Seattle keeps things as it always has under the esteemed leadership of Speight Jenkins—with a (virtually) all-American cast more focused on ensemble work than the appearance of superstars in a production that is straightforward and not unpleasant to look at. There are no gimmicks here, just an effort to put together something of good quality. Of course there were perks. Most notably, rapidly-rising star Mariusz Kwiecien sang the role of Count Almaviva as he had in most of the performances this month. He sounded great in one of his signature roles and as always rocked the opera a little bit by raising the question of how any Susannah could ignore his advances over a typically more nebbishy Figaro. Susannah's paramour on Saturday was the very talented Oren Gradus, who has done his fare share of smaller parts both in L.A. and New York, and here deservedly got to step forward into the title part. Like the best Figaros, he appeared to be having a good time. Of the women in the cast, Daniela Sindram’s Cherubino was a highlight. I also rather liked Christine Brandes’ Susannah more and more as things went along, although there seemed to be times when she wasn’t quite in sync with the orchestra, but this late in the run a little sloppiness can be expected.

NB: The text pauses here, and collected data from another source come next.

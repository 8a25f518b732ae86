// self
use crate::obs::{FlowKind, FlowOutcome};

/// Records a flow outcome via the global metrics recorder (when enabled).
pub fn record_flow_outcome(kind: FlowKind, outcome: FlowOutcome) {
	#[cfg(feature = "metrics")]
	{
		metrics::counter!(
			"oauth2_vault_flow_total",
			"flow" => kind.as_str(),
			"outcome" => outcome.as_str()
		)
		.increment(1);
	}

	#[cfg(not(feature = "metrics"))]
	{
		let _ = (kind, outcome);
	}
}

#[cfg(test)]
mod tests {
	// self
	use super::*;

	#[test]
	fn record_flow_outcome_noop_without_metrics() {
		record_flow_outcome(FlowKind::Password, FlowOutcome::Failure);
	}
}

The orchestra was under the leadership of Dean Williamson, and they gave a worthwhile performance. It wasn’t necessarily scrappy or fervent as these Mozart works can be at their best, but the pacing was adequate. Silly stage business was kept to a minimum by director Peter Kazaras in a minimal period set and a production really not interested in mining anything new or interesting out of the piece. However, it also wasn't a lazy staging, focusing instead primarily on the characters' relationships while not trying too hard to soup up the proceedings for bigger laughs. So, while it wasn't Mozart for the record books, it was still Mozart, so even without the digging, there was plenty to love.